=== Section Start ===

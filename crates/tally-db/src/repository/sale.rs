//! # Sale Repository
//!
//! Database operations for sales and sale items.
//!
//! ## Sale Lifecycle
//! ```text
//! ┌─────────────────────────────────────────────────────────────────────────┐
//! │                       Sale Lifecycle                                    │
//! │                                                                         │
//! │  1. COMMIT (one transaction, driven by tally-checkout)                 │
//! │     └── insert_sale_in()  → Sale { payment_status: completed }         │
//! │     └── insert_items_in() → SaleItem × n, prices snapshotted           │
//! │                                                                         │
//! │  2. (OPTIONAL) REFUND                                                  │
//! │     └── mark_refunded_in() → Sale { payment_status: refunded }         │
//! │         conditional on status = completed, so it happens at most once  │
//! │                                                                         │
//! │  Totals, items and sale number never change after commit.              │
//! └─────────────────────────────────────────────────────────────────────────┘
//! ```

use chrono::{DateTime, Utc};
use sqlx::{SqliteConnection, SqlitePool};
use tracing::debug;

use crate::error::DbResult;
use tally_core::{CoreError, Sale, SaleDetails, SaleItem};

const SALE_COLUMNS: &str = "id, sale_number, branch_id, customer_id, cashier_id, \
     subtotal_cents, tax_cents, discount_cents, discount_bps, total_cents, points_earned, \
     payment_method, payment_status, notes, refund_reason, created_at, refunded_at";

const ITEM_COLUMNS: &str = "id, sale_id, product_id, product_name, quantity, unit_price_cents, \
     tax_rate_bps, line_total_cents, tax_cents, discount_cents, line_no";

/// Repository for sale database operations.
#[derive(Debug, Clone)]
pub struct SaleRepository {
    pool: SqlitePool,
}

impl SaleRepository {
    /// Creates a new SaleRepository.
    pub fn new(pool: SqlitePool) -> Self {
        SaleRepository { pool }
    }

    /// Gets a sale by ID.
    pub async fn get_by_id(&self, id: &str) -> DbResult<Option<Sale>> {
        let sale = sqlx::query_as::<_, Sale>(&format!(
            "SELECT {SALE_COLUMNS} FROM sales WHERE id = ?1"
        ))
        .bind(id)
        .fetch_optional(&self.pool)
        .await?;

        Ok(sale)
    }

    /// Gets a sale by its human-readable number.
    pub async fn get_by_number(&self, sale_number: &str) -> DbResult<Option<Sale>> {
        let sale = sqlx::query_as::<_, Sale>(&format!(
            "SELECT {SALE_COLUMNS} FROM sales WHERE sale_number = ?1"
        ))
        .bind(sale_number)
        .fetch_optional(&self.pool)
        .await?;

        Ok(sale)
    }

    /// Gets all items for a sale in cart order.
    pub async fn get_items(&self, sale_id: &str) -> DbResult<Vec<SaleItem>> {
        let items = sqlx::query_as::<_, SaleItem>(&format!(
            "SELECT {ITEM_COLUMNS} FROM sale_items WHERE sale_id = ?1 ORDER BY line_no"
        ))
        .bind(sale_id)
        .fetch_all(&self.pool)
        .await?;

        Ok(items)
    }

    /// Gets a sale together with its items.
    pub async fn get_details(&self, id: &str) -> DbResult<Option<SaleDetails>> {
        let Some(sale) = self.get_by_id(id).await? else {
            return Ok(None);
        };
        let items = self.get_items(&sale.id).await?;
        Ok(Some(SaleDetails { sale, items }))
    }

    /// Gets a sale inside the caller's transaction.
    pub async fn get_by_id_in(conn: &mut SqliteConnection, id: &str) -> DbResult<Option<Sale>> {
        let sale = sqlx::query_as::<_, Sale>(&format!(
            "SELECT {SALE_COLUMNS} FROM sales WHERE id = ?1"
        ))
        .bind(id)
        .fetch_optional(&mut *conn)
        .await?;

        Ok(sale)
    }

    /// Gets a sale's items inside the caller's transaction.
    pub async fn get_items_in(conn: &mut SqliteConnection, sale_id: &str) -> DbResult<Vec<SaleItem>> {
        let items = sqlx::query_as::<_, SaleItem>(&format!(
            "SELECT {ITEM_COLUMNS} FROM sale_items WHERE sale_id = ?1 ORDER BY line_no"
        ))
        .bind(sale_id)
        .fetch_all(&mut *conn)
        .await?;

        Ok(items)
    }

    /// Inserts a sale header.
    pub async fn insert_sale_in(conn: &mut SqliteConnection, sale: &Sale) -> DbResult<()> {
        debug!(id = %sale.id, sale_number = %sale.sale_number, "Inserting sale");

        sqlx::query(&format!(
            r#"
            INSERT INTO sales ({SALE_COLUMNS})
            VALUES (?1, ?2, ?3, ?4, ?5, ?6, ?7, ?8, ?9, ?10, ?11, ?12, ?13, ?14, ?15, ?16, ?17)
            "#
        ))
        .bind(&sale.id)
        .bind(&sale.sale_number)
        .bind(sale.branch_id)
        .bind(sale.customer_id)
        .bind(sale.cashier_id)
        .bind(sale.subtotal_cents)
        .bind(sale.tax_cents)
        .bind(sale.discount_cents)
        .bind(sale.discount_bps)
        .bind(sale.total_cents)
        .bind(sale.points_earned)
        .bind(sale.payment_method)
        .bind(sale.payment_status)
        .bind(&sale.notes)
        .bind(&sale.refund_reason)
        .bind(sale.created_at)
        .bind(sale.refunded_at)
        .execute(&mut *conn)
        .await?;

        Ok(())
    }

    /// Inserts sale items.
    ///
    /// ## Snapshot Pattern
    /// Product name, price and tax rate are copied onto the item, so the
    /// sale reads the same after the catalog changes.
    pub async fn insert_items_in(conn: &mut SqliteConnection, items: &[SaleItem]) -> DbResult<()> {
        for item in items {
            sqlx::query(&format!(
                r#"
                INSERT INTO sale_items ({ITEM_COLUMNS})
                VALUES (?1, ?2, ?3, ?4, ?5, ?6, ?7, ?8, ?9, ?10, ?11)
                "#
            ))
            .bind(&item.id)
            .bind(&item.sale_id)
            .bind(item.product_id)
            .bind(&item.product_name)
            .bind(item.quantity)
            .bind(item.unit_price_cents)
            .bind(item.tax_rate_bps)
            .bind(item.line_total_cents)
            .bind(item.tax_cents)
            .bind(item.discount_cents)
            .bind(item.line_no)
            .execute(&mut *conn)
            .await?;
        }

        Ok(())
    }

    /// Moves a sale from completed to refunded and returns it.
    ///
    /// The status check and the change are one statement. `REFUNDED: <reason>`
    /// is appended to the notes.
    ///
    /// ## Errors
    /// - `SaleNotFound` when no sale has this ID
    /// - `AlreadyRefunded` when the sale is not in completed state
    pub async fn mark_refunded_in(
        conn: &mut SqliteConnection,
        sale_id: &str,
        reason: &str,
        now: DateTime<Utc>,
    ) -> DbResult<Sale> {
        let updated = sqlx::query_as::<_, Sale>(&format!(
            r#"
            UPDATE sales SET
                payment_status = 'refunded',
                refund_reason = ?2,
                refunded_at = ?3,
                notes = CASE
                    WHEN notes IS NULL OR notes = '' THEN 'REFUNDED: ' || ?2
                    ELSE notes || char(10) || 'REFUNDED: ' || ?2
                END
            WHERE id = ?1 AND payment_status = 'completed'
            RETURNING {SALE_COLUMNS}
            "#
        ))
        .bind(sale_id)
        .bind(reason)
        .bind(now)
        .fetch_optional(&mut *conn)
        .await?;

        if let Some(sale) = updated {
            debug!(sale_id, sale_number = %sale.sale_number, "Sale marked refunded");
            return Ok(sale);
        }

        match Self::get_by_id_in(conn, sale_id).await? {
            Some(sale) => Err(CoreError::AlreadyRefunded {
                sale_number: sale.sale_number,
            }
            .into()),
            None => Err(CoreError::SaleNotFound(sale_id.to_string()).into()),
        }
    }
}

#[cfg(test)]
mod tests {
    use super::*;
    use crate::error::DbError;
    use crate::repository::testing::seeded_db;
    use tally_core::{PaymentMethod, PaymentStatus};

    fn sale(id: &str, number: &str) -> Sale {
        Sale {
            id: id.to_string(),
            sale_number: number.to_string(),
            branch_id: 1,
            customer_id: Some(42),
            cashier_id: 9,
            subtotal_cents: 3000,
            tax_cents: 300,
            discount_cents: 300,
            discount_bps: 1000,
            total_cents: 3000,
            points_earned: 30,
            payment_method: PaymentMethod::Card,
            payment_status: PaymentStatus::Completed,
            notes: None,
            refund_reason: None,
            created_at: Utc::now(),
            refunded_at: None,
        }
    }

    fn item(sale_id: &str, line_no: i64) -> SaleItem {
        SaleItem {
            id: format!("{sale_id}-item-{line_no}"),
            sale_id: sale_id.to_string(),
            product_id: 7,
            product_name: "Widget".to_string(),
            quantity: 3,
            unit_price_cents: 1000,
            tax_rate_bps: 1000,
            line_total_cents: 3000,
            tax_cents: 300,
            discount_cents: 300,
            line_no,
        }
    }

    #[tokio::test]
    async fn test_insert_and_read_back() {
        let db = seeded_db().await;

        let mut tx = db.begin().await.unwrap();
        SaleRepository::insert_sale_in(&mut tx, &sale("s1", "MAIN-000001"))
            .await
            .unwrap();
        SaleRepository::insert_items_in(&mut tx, &[item("s1", 2), item("s1", 1)])
            .await
            .unwrap();
        tx.commit().await.unwrap();

        let details = db.sales().get_details("s1").await.unwrap().unwrap();
        assert_eq!(details.sale.sale_number, "MAIN-000001");
        assert_eq!(details.sale.payment_method, PaymentMethod::Card);
        assert_eq!(details.sale.discount_bps, 1000);
        assert_eq!(details.items.len(), 2);
        assert_eq!(details.items[0].line_no, 1);

        let by_number = db.sales().get_by_number("MAIN-000001").await.unwrap();
        assert_eq!(by_number.map(|s| s.id), Some("s1".to_string()));
        assert!(db.sales().get_details("missing").await.unwrap().is_none());
    }

    #[tokio::test]
    async fn test_refund_happens_once() {
        let db = seeded_db().await;

        let mut tx = db.begin().await.unwrap();
        SaleRepository::insert_sale_in(&mut tx, &sale("s1", "MAIN-000001"))
            .await
            .unwrap();
        let refunded = SaleRepository::mark_refunded_in(&mut tx, "s1", "damaged", Utc::now())
            .await
            .unwrap();
        assert_eq!(refunded.payment_status, PaymentStatus::Refunded);
        assert_eq!(refunded.refund_reason.as_deref(), Some("damaged"));
        assert_eq!(refunded.notes.as_deref(), Some("REFUNDED: damaged"));
        assert!(refunded.refunded_at.is_some());

        let err = SaleRepository::mark_refunded_in(&mut tx, "s1", "again", Utc::now())
            .await
            .unwrap_err();
        assert!(matches!(
            err,
            DbError::Rejected(CoreError::AlreadyRefunded { ref sale_number }) if sale_number == "MAIN-000001"
        ));

        let err = SaleRepository::mark_refunded_in(&mut tx, "nope", "x", Utc::now())
            .await
            .unwrap_err();
        assert!(matches!(err, DbError::Rejected(CoreError::SaleNotFound(_))));
    }

    #[tokio::test]
    async fn test_refund_note_is_appended() {
        let db = seeded_db().await;
        let mut with_notes = sale("s2", "MAIN-000002");
        with_notes.notes = Some("gift".to_string());

        let mut tx = db.begin().await.unwrap();
        SaleRepository::insert_sale_in(&mut tx, &with_notes).await.unwrap();
        let refunded = SaleRepository::mark_refunded_in(&mut tx, "s2", "wrong size", Utc::now())
            .await
            .unwrap();

        assert_eq!(refunded.notes.as_deref(), Some("gift\nREFUNDED: wrong size"));
    }
}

=== Section End ===

PROMPT: Beginning at the line with "and returns it." and stopping after the line with "has this ID", please write out every line of the data above exactly and nothing else.

ANSWER TO THE PROBLEM:
    /// Moves a sale from completed to refunded and returns it.
    ///
    /// The status check and the change are one statement. `REFUNDED: <reason>`
    /// is appended to the notes.
    ///
    /// ## Errors
    /// - `SaleNotFound` when no sale has this ID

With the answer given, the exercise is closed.